In the example on page 82 and 83 of the above document, DEPT is the first report item, ACCOUNT is the second report item. Then DATE is an ACROSS variable and underneath each DATE is the BUDGET variable value for that date (or the sum of the BUDGET variable values for that date in the case of a GROUP variable). The last column on the report is RATIO -- a computed item.
The COMPUTE block for RATIO looks like this:
ratio=_c3_ / _c4_;
This kind of referencing is called "absolute column" referencing. In the above report, the items are numbered this way:
DEPT ACCT BUDGET for 1st DATE BUDGET for 2nd Date RATIO
_c1_ _c2_ _c3_ _c4_ _c5_
In the compute block, since RATIO is the last column on the report and is not crossed with any other variable, you can refer to it by NAME. However, report item _c3_ (and _c4) is information based on 2 columns of data -- BUDGET for a specific DATE.

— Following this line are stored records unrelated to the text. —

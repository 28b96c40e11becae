use serde::{Deserialize, Serialize};

use crate::error::StakeError;
use crate::types::{AssetId, Balance, Bps};

/// Per-asset ledger configuration.
///
/// Immutable after creation except through an explicit admin update. Passed
/// into every engine call rather than read from ambient globals, so the
/// engine is testable with varied configurations.
#[derive(Clone, Debug, Serialize, Deserialize, PartialEq)]
pub struct LedgerParams {
    pub asset: AssetId,
    /// `max_fanout[l - 1]` caps outgoing grants for agents at proxy level
    /// `l`. The vector length is the maximum proxy level; level 0 agents
    /// (ultimate voters) can have no outgoing grants at all, which the
    /// strict-descent rule already guarantees.
    pub max_fanout: Vec<Bps>,
    /// Length of one vesting step in seconds.
    pub payout_step_secs: i64,
    /// Number of vesting steps a withdrawal is spread over.
    pub payout_steps: u32,
    /// Own-stake floor below which a level-0 agent is not election-eligible.
    pub min_own_staked_for_election: Balance,
}

impl LedgerParams {
    /// Maximum proxy level admitted by this configuration.
    pub fn max_level(&self) -> u8 {
        self.max_fanout.len() as u8
    }

    /// Outgoing-grant cap for `level`. Level 0 is always 0, as is any level
    /// beyond the configured depth (params may shrink after agents were
    /// placed at a higher level; those agents can no longer open edges).
    pub fn fanout_cap(&self, level: u8) -> u16 {
        if level == 0 {
            0
        } else {
            self.max_fanout.get(level as usize - 1).copied().unwrap_or(0)
        }
    }

    pub fn validate(&self) -> Result<(), StakeError> {
        if self.max_fanout.is_empty() || self.max_fanout.len() > u8::MAX as usize {
            return Err(StakeError::BadParams(
                "max_fanout must have between 1 and 255 levels".into(),
            ));
        }
        if self.payout_step_secs <= 0 {
            return Err(StakeError::BadParams("payout_step_secs must be positive".into()));
        }
        if self.payout_steps == 0 {
            return Err(StakeError::BadParams("payout_steps must be at least 1".into()));
        }
        Ok(())
    }
}

#[cfg(test)]
mod tests {
    use super::*;

    fn base() -> LedgerParams {
        LedgerParams {
            asset: AssetId(1),
            max_fanout: vec![10, 20, 30],
            payout_step_secs: 86_400,
            payout_steps: 4,
            min_own_staked_for_election: 0,
        }
    }

    #[test]
    fn level_and_cap_lookup() {
        let p = base();
        assert_eq!(p.max_level(), 3);
        assert_eq!(p.fanout_cap(0), 0);
        assert_eq!(p.fanout_cap(1), 10);
        assert_eq!(p.fanout_cap(3), 30);
        // Out-of-range levels cap at zero rather than panicking.
        assert_eq!(p.fanout_cap(4), 0);
        assert_eq!(p.fanout_cap(u8::MAX), 0);
    }

    #[test]
    fn rejects_degenerate_config() {
        let mut p = base();
        p.max_fanout.clear();
        assert!(p.validate().is_err());

        let mut p = base();
        p.payout_steps = 0;
        assert!(p.validate().is_err());

        let mut p = base();
        p.payout_step_secs = 0;
        assert!(p.validate().is_err());
    }
}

If I understand what you want, instead of RATIO -- which is a division, you want to add all the ACROSS variable values on the row. If that's what you mean, then you'll have to get into absolute column references in order to get the right variable values added up. You might have something like this:
GRPVar Val for 1st AcrossVar Val for 2nd AcrossVar RowTot
_c1_ _c2_ _c3_ _c4_
and your compute block would be
RowTot = sum(_c2_, _c3_);
At any rate, it may require several iterations in order to get it right. The hardest thing is figuring out how many values of the across variable you have, since the simple example above just shows 2 values for the ACROSS variable. For some kinds of cross-tabular reports, you may find it easier to generate your report with PROC TABULATE. But it is hard to say for sure without some idea of your data and your particular report need.
This is one of those instances, where consulting with Tech Support might help you -- you could tell them what your exact report needs are, what your data is like, what kinds of computations you need to perform and they could tell you which procedure would best suit your needs.